DATA SHOWN Block Start

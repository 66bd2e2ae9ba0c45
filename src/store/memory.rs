use anyhow::{bail, Result};
use async_trait::async_trait;
use std::sync::atomic::{AtomicUsize, Ordering};
use tokio::sync::RwLock;
use uuid::Uuid;

use super::HouseStore;
use crate::domain::house::House;

// ============================================================================
// In-Memory House Store
// ============================================================================

/// Insertion-ordered store guarded by a `RwLock`
#[derive(Debug, Default)]
pub struct InMemoryHouseStore {
    houses: RwLock<Vec<House>>,
    persist_calls: AtomicUsize,
}

impl InMemoryHouseStore {
    pub fn new() -> Self {
        Self::default()
    }

    pub fn with_houses(houses: Vec<House>) -> Self {
        Self {
            houses: RwLock::new(houses),
            persist_calls: AtomicUsize::new(0),
        }
    }

    /// Number of successful `persist` calls so far
    pub fn persist_count(&self) -> usize {
        self.persist_calls.load(Ordering::SeqCst)
    }

    pub async fn len(&self) -> usize {
        self.houses.read().await.len()
    }

    pub async fn is_empty(&self) -> bool {
        self.houses.read().await.is_empty()
    }
}

#[async_trait]
impl HouseStore for InMemoryHouseStore {
    async fn find_by_id(&self, id: Uuid) -> Result<Option<House>> {
        let houses = self.houses.read().await;
        Ok(houses.iter().find(|h| h.id == id).cloned())
    }

    async fn find_all(&self) -> Result<Vec<House>> {
        Ok(self.houses.read().await.clone())
    }

    async fn persist(&self, house: &House) -> Result<()> {
        let mut houses = self.houses.write().await;
        let Some(slot) = houses.iter_mut().find(|h| h.id == house.id) else {
            bail!("House {} is not stored and cannot be persisted", house.id);
        };

        *slot = house.clone();
        self.persist_calls.fetch_add(1, Ordering::SeqCst);
        tracing::debug!(house_id = %house.id, "Persisted house");
        Ok(())
    }

    async fn insert(&self, house: &House) -> Result<()> {
        let mut houses = self.houses.write().await;
        if houses.iter().any(|h| h.id == house.id) {
            bail!("House {} already exists", house.id);
        }

        houses.push(house.clone());
        tracing::debug!(house_id = %house.id, "Inserted house");
        Ok(())
    }

    async fn remove(&self, id: Uuid) -> Result<bool> {
        let mut houses = self.houses.write().await;
        let before = houses.len();
        houses.retain(|h| h.id != id);
        Ok(houses.len() != before)
    }
}

// ============================================================================
// Unit Tests
// ============================================================================

#[cfg(test)]
mod tests {
    use super::*;

    fn house(name: &str) -> House {
        House::create(Uuid::new_v4(), name, "Red", 25.0, None, vec![]).unwrap()
    }

    #[tokio::test]
    async fn test_insert_and_find() {
        let store = InMemoryHouseStore::new();
        let first = house("First House");
        store.insert(&first).await.unwrap();

        assert_eq!(store.find_by_id(first.id).await.unwrap(), Some(first));
        assert_eq!(store.find_by_id(Uuid::new_v4()).await.unwrap(), None);
    }

    #[tokio::test]
    async fn test_insert_duplicate_fails() {
        let store = InMemoryHouseStore::new();
        let first = house("First House");
        store.insert(&first).await.unwrap();

        assert!(store.insert(&first).await.is_err());
        assert_eq!(store.len().await, 1);
    }

    #[tokio::test]
    async fn test_persist_overwrites_and_counts() {
        let mut first = house("First House");
        let store = InMemoryHouseStore::with_houses(vec![first.clone()]);

        first.name = "Renamed".to_string();
        store.persist(&first).await.unwrap();

        assert_eq!(store.persist_count(), 1);
        assert_eq!(store.find_by_id(first.id).await.unwrap().unwrap().name, "Renamed");
    }

    #[tokio::test]
    async fn test_persist_unknown_house_fails() {
        let store = InMemoryHouseStore::new();
        assert!(store.persist(&house("Ghost")).await.is_err());
        assert_eq!(store.persist_count(), 0);
    }

    #[tokio::test]
    async fn test_find_all_keeps_insertion_order() {
        let store = InMemoryHouseStore::new();
        for name in ["A", "B", "C"] {
            store.insert(&house(name)).await.unwrap();
        }

        let names: Vec<_> = store
            .find_all()
            .await
            .unwrap()
            .into_iter()
            .map(|h| h.name)
            .collect();
        assert_eq!(names, vec!["A", "B", "C"]);
    }

    #[tokio::test]
    async fn test_remove() {
        let first = house("First House");
        let store = InMemoryHouseStore::with_houses(vec![first.clone()]);

        assert!(store.remove(first.id).await.unwrap());
        assert!(!store.remove(first.id).await.unwrap());
        assert!(store.is_empty().await);
    }
}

DATA SHOWN Block End

**ACTION ITEM**: Report each line above that includes the string "None".

**RESPONSE**:
        House::create(Uuid::new_v4(), name, "Red", 25.0, None, vec![]).unwrap()
        assert_eq!(store.find_by_id(Uuid::new_v4()).await.unwrap(), None);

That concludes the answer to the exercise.